Re: Generic IPSEC vpn plugin



On Fri, 2009-04-24 at 11:32 -0400, Dan Williams wrote:
> On Sun, 2009-04-19 at 20:17 +0100, David Woodhouse wrote:
> > On Tue, 2009-04-07 at 11:23 -0400, Paul Wouters wrote:
> > > Openswan has a GSoC project submission for this. One of the issues is
> > > the architecture of NM, which focusses on user-based, and the the
> > > architecture of ipsec, which is host-based. This creates some issues,
> > > one of which is where and how to store and pass user/host credentials.
> 
> The original use-case for VPNs was mobile laptop users, and at the time
> nobody was using IPSec VPNs.  We arguably haven't kept up with that,
> because there's been larger fish to fry (better wifi, multi-device, 3G,
> etc, better config, etc).
> 
> The current VPN handling in NM does need a rework, and I started on that
> last fall but it was too close to release to land.  Specific issues that
> need to be fixed include:
> 
>     - interactive authentication instead of one-shot credentials

This is actually working in some cases, like openconnect. The
auth-dialog there is a standalone GUI program in its own right which
does a whole bunch of stuff including SSL certificates from file system
or TPM, and letting the user fill in arbitrary forms. Then when it's
rewarded for a successful login with an HTTP cookie from the server, it
just passes that cookie back to the nm-openconnect-service which uses it
to make the actual connection.

Can IPSec-based VPNs do something similar?

> * Descriptive error codes
> Also crucial; vpnc for example doesn't provide much information during
> the connection process, and only 2 exit error codes.  Quite unhelpful if
> the user can't figure out whether their group password or user password
> was wrong, and then of course NM can't do anything intelligent about the
> failure either.

Yeah, that would be nice -- I'd give better feedback in OpenConnect if
it was actually getting through to the user.

> > NetworkManager has all those problems anyway -- they aren't specific to
> > IPSec. Other VPNs, wireless and even wired connections are system-wide
> > things; once they're set up, any user can use them. None of it is
> > _really_ a per-user thing. It's a complete pain in the arse that my
> > wireless network doesn't come up after I reboot my laptop, for example,
> > until I physically walk up to it and log in. This _used_ to work in
> > early versions of NetworkManager, but then broke because of this
> > misguided per-user thing.
> 
> Oh come off it David.  It *is* a per-user thing if you're not talking
> about a multi-user system. 

If you're not talking about a multi-user system, then it is both a
per-user thing _and_ a systemwide thing. The whole debate is meaningless
in that case -- whichever way you handle it is 'right'.

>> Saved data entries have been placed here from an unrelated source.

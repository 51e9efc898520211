//! Normalization of backend hierarchy documents into the canonical forest.
//!
//! The backend answers with slightly different shapes depending on the
//! endpoint and version: a bare array of root nodes, `{ "data": [...] }`,
//! `{ "data": { "data": [...] } }` or a single root object. Field names vary
//! as well (`Sub_Partners` vs `subPartners`, `Lead_Status` vs `status`, ...).
//! Everything is mapped here, once, before any flattening or aggregation runs.
//!
//! Normalization never fails. Malformed parts contribute nothing and leave a
//! warning in [`Normalized::warnings`].

use chrono::{DateTime, NaiveDate, NaiveDateTime, TimeZone, Utc};
use serde_json::{Map, Value};

use crate::{
    Money,
    model::{AttachedRecords, Deal, OwnerRef, PartnerNode, Record, RecordKind, StageTransition},
};

/// Warning attached when the top-level shape is not recognized at all.
pub const UNPARSEABLE: &str = "could not parse data";

/// Maximum wrapper depth for `{ data: { data: ... } }` envelopes.
const MAX_ENVELOPE_DEPTH: usize = 3;

const ID_KEYS: &[&str] = &["id", "Id", "ID", "_id"];
const PARTNER_NAME_KEYS: &[&str] = &["name", "Name", "Partner_Name", "Account_Name", "Full_Name"];
const CHILDREN_KEYS: &[&str] = &["Sub_Partners", "subPartners", "sub_partners", "children"];
const PHONE_KEYS: &[&str] = &["Phone_Number", "phoneNumber", "phone_number", "Phone", "phone", "Mobile"];
const EMAIL_KEYS: &[&str] = &["Email", "email"];
const OWNER_KEYS: &[&str] = &["Owner", "owner"];
const CREATED_KEYS: &[&str] = &["Created_Time", "createdTime", "created_time", "created_at"];
const RECORD_NAME_KEYS: &[&str] = &["Full_Name", "name", "Name", "Deal_Name", "dealName"];
const STAGE_HISTORY_KEYS: &[&str] = &["Stage_History", "stageHistory", "stage_history"];
const REVENUE_KEYS: &[&str] = &["Expected_Revenue", "expectedRevenue", "expected_revenue", "Amount", "amount"];
const CLOSING_KEYS: &[&str] = &["Closing_Date", "closingDate", "closing_date"];
const CHANGED_AT_KEYS: &[&str] = &["Changed_Time", "changedAt", "changed_at", "Modified_Time", "Last_Activity_Time"];

/// Field mapping for one record kind.
#[derive(Clone, Copy, Debug)]
pub struct KindAdapter {
    pub kind: RecordKind,
    /// Keys under which a node lists its records of this kind.
    pub bucket_keys: &'static [&'static str],
    /// Keys holding the status, most specific first.
    pub status_keys: &'static [&'static str],
}

const LEAD_ADAPTER: KindAdapter = KindAdapter {
    kind: RecordKind::Lead,
    bucket_keys: &["Leads", "leads"],
    status_keys: &["Lead_Status", "leadStatus", "Status", "status"],
};

const CONTACT_ADAPTER: KindAdapter = KindAdapter {
    kind: RecordKind::Contact,
    bucket_keys: &["Contacts", "contacts"],
    status_keys: &["Contact_Status", "contactStatus", "Status", "status"],
};

const DEAL_ADAPTER: KindAdapter = KindAdapter {
    kind: RecordKind::Deal,
    bucket_keys: &["Deals", "deals"],
    status_keys: &["Stage", "stage", "Status", "status"],
};

impl KindAdapter {
    #[must_use]
    pub const fn for_kind(kind: RecordKind) -> KindAdapter {
        match kind {
            RecordKind::Lead => LEAD_ADAPTER,
            RecordKind::Contact => CONTACT_ADAPTER,
            RecordKind::Deal => DEAL_ADAPTER,
        }
    }

    fn status(&self, map: &Map<String, Value>) -> String {
        string_field(map, self.status_keys).unwrap_or_default()
    }
}

/// Result of normalizing one backend document.
#[derive(Clone, Debug, Default, PartialEq)]
pub struct Normalized {
    pub forest: Vec<PartnerNode>,
    pub warnings: Vec<String>,
}

impl Normalized {
    #[must_use]
    pub fn is_clean(&self) -> bool {
        self.warnings.is_empty()
    }
}

/// Maps any known backend envelope into the canonical forest.
pub fn normalize(value: &Value) -> Normalized {
    let mut out = Normalized::default();

    let Some(roots) = unwrap_envelope(value, 0) else {
        if !value.is_null() {
            out.warnings.push(UNPARSEABLE.to_string());
            tracing::warn!("hierarchy document has an unknown shape");
        }
        return out;
    };

    for (index, root) in roots.into_iter().enumerate() {
        let path = format!("[{index}]");
        if let Some(node) = parse_node(root, &path, &mut out.warnings) {
            out.forest.push(node);
        }
    }

    if !out.warnings.is_empty() {
        tracing::warn!(
            count = out.warnings.len(),
            "hierarchy normalization skipped malformed entries"
        );
    }
    out
}

/// Parses a JSON body and normalizes it; a body that is not JSON yields an
/// empty forest with the [`UNPARSEABLE`] warning.
pub fn normalize_str(body: &str) -> Normalized {
    match serde_json::from_str::<Value>(body) {
        Ok(value) => normalize(&value),
        Err(err) => {
            tracing::warn!("hierarchy document is not JSON: {err}");
            Normalized {
                forest: Vec::new(),
                warnings: vec![UNPARSEABLE.to_string()],
            }
        }
    }
}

>  If I log into my work VPN, but then a house-guest asks to use the
> system, I'm going to fast-user-switch, and I certainly don't want that
> person to have access to my VPN.  Connections can be *both* per-user
> in a single-user system, or system-wide on any system.

I'm guessing that you're in the minority, if you actually bother to set
up an account for them and switch to it. To be honest, I don't even know
how to do that without resorting to the command line.

Many people would just disconnect from the VPN and let their guest use a
web browser or SSH client in the existing session. Not the right thing
to do according to the tinfoil-hat wearers, arguably -- but common
behaviour nonetheless.

And I bet that even _fewer_ people actually remove the account after the
guest is done using the computer, thus actually preventing said guest
from logging into your laptop later from elsewhere, while you're on the
VPN...

> If you're using WPA, you should be using the 0.7.1 snapshots in Fedora
> testing, and your connections can now be system connections and you can
> set them up to connect before login.  Try it.  I'll even fix your bugs
> too.

I'm using WEP, but I don't think that matters. I checked the 'Available
to all users' checkbox in the configuration.

That name is a strange choice, because it implies that if I _uncheck_
it, you'll install some kind of per-user iptables filtering to, well,
stop the network connection being available to all users. But that
aside, I think it's working. Thanks for fixing it.